ACTION ITEM: Return exactly and only these lines: the first of the listing through the one containing "use crate::knowledge::index::SqliteKnowledgeIndex;".

RECORDS TO USE:

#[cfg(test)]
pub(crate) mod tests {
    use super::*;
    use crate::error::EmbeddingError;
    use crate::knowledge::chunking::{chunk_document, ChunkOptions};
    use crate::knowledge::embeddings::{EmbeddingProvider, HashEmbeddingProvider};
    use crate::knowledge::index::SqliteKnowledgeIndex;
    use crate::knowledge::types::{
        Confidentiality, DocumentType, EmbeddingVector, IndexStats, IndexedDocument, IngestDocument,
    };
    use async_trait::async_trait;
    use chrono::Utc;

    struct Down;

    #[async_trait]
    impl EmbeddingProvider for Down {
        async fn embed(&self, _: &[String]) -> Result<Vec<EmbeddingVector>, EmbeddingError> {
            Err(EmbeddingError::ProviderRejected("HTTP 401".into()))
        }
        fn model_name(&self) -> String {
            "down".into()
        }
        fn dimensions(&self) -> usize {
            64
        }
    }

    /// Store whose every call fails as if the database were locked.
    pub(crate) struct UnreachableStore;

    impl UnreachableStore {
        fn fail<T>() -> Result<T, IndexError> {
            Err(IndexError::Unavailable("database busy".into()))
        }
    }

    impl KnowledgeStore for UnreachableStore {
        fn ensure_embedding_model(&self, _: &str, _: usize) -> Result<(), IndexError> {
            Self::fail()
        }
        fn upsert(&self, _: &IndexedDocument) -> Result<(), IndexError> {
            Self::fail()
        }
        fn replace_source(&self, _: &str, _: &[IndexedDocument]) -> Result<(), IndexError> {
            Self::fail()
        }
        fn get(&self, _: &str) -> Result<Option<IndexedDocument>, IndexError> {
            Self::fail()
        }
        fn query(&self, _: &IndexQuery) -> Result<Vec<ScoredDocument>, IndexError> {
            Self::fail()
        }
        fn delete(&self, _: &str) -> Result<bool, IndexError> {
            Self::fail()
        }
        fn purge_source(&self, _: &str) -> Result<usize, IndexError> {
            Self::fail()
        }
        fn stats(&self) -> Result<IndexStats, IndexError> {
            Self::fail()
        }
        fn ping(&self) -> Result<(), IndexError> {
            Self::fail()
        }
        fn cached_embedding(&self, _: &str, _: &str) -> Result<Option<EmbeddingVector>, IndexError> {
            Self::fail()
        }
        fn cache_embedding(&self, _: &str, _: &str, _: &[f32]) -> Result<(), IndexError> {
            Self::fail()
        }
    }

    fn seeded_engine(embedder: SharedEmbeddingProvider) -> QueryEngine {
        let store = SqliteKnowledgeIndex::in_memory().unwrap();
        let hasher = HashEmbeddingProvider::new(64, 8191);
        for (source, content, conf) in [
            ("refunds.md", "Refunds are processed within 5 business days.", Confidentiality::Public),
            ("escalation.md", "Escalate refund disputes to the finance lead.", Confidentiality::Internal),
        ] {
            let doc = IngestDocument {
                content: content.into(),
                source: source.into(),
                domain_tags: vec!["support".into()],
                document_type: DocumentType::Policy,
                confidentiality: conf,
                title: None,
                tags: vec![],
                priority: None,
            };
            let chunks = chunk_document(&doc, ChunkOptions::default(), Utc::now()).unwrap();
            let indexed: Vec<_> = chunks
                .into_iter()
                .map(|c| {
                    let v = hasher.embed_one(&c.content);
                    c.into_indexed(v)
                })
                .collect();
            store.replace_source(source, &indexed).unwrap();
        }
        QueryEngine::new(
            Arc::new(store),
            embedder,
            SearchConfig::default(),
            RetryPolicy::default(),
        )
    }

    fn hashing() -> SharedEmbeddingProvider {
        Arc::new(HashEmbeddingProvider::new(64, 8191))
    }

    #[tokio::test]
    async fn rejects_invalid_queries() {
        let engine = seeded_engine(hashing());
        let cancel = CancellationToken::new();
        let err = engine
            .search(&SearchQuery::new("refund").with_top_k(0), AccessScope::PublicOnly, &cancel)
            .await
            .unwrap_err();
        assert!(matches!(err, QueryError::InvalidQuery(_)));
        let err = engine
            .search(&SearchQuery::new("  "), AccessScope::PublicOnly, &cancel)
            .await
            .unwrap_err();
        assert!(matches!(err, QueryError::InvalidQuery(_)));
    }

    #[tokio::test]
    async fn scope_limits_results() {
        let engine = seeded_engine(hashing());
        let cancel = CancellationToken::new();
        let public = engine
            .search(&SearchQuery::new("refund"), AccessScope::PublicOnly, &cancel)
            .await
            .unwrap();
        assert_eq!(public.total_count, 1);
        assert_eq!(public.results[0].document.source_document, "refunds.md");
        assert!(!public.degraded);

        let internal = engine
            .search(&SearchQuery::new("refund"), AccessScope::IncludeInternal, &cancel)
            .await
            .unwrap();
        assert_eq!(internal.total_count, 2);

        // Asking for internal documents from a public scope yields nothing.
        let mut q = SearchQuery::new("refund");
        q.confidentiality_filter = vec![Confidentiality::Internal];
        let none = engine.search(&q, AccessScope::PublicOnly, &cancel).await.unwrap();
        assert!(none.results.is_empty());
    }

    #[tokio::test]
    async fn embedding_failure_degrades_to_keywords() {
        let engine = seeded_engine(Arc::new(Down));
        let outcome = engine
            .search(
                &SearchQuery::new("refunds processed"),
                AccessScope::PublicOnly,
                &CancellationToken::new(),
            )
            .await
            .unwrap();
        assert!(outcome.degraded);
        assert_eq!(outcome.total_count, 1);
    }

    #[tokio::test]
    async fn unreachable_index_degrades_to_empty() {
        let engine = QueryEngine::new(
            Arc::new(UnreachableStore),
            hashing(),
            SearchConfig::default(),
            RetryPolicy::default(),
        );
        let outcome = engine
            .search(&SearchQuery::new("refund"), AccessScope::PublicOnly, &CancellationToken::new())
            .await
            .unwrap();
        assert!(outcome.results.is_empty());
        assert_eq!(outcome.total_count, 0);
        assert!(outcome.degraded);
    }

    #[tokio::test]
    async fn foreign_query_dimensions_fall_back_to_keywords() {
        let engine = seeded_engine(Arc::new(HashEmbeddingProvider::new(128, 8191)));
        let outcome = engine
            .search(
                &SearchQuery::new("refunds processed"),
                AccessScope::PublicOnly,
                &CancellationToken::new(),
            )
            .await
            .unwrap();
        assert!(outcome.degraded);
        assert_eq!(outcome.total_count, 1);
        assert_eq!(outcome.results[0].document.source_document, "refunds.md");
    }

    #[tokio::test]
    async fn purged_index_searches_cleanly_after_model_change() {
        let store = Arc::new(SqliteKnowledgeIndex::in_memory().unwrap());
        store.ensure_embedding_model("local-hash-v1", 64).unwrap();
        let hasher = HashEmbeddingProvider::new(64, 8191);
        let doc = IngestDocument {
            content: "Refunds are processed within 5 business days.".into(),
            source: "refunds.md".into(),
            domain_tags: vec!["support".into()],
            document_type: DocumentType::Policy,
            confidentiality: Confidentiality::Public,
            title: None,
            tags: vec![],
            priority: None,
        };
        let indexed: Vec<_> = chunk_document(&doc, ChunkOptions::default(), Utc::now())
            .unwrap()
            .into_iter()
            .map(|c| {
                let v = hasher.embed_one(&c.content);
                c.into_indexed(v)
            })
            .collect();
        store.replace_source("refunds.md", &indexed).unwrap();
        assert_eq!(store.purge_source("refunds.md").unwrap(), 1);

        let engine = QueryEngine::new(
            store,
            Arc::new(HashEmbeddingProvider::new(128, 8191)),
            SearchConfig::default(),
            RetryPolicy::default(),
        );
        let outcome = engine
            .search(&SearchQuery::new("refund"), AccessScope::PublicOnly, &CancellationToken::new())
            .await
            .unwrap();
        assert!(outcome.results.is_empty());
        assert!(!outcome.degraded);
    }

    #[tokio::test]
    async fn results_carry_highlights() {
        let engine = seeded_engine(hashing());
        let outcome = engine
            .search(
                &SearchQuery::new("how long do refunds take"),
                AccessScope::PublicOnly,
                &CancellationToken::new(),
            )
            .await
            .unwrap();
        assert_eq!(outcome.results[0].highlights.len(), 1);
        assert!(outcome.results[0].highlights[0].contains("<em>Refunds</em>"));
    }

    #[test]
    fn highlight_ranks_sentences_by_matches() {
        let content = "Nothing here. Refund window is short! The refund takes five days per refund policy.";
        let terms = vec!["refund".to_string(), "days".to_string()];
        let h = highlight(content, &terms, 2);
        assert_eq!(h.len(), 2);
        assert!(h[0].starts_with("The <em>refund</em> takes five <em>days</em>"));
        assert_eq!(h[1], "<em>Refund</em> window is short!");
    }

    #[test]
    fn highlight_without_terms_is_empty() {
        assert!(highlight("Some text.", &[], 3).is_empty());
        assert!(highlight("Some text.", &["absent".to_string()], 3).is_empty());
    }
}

SOLUTION FOR THIS PROBLEM:
#[cfg(test)]
pub(crate) mod tests {
    use super::*;
    use crate::error::EmbeddingError;
    use crate::knowledge::chunking::{chunk_document, ChunkOptions};
    use crate::knowledge::embeddings::{EmbeddingProvider, HashEmbeddingProvider};
    use crate::knowledge::index::SqliteKnowledgeIndex;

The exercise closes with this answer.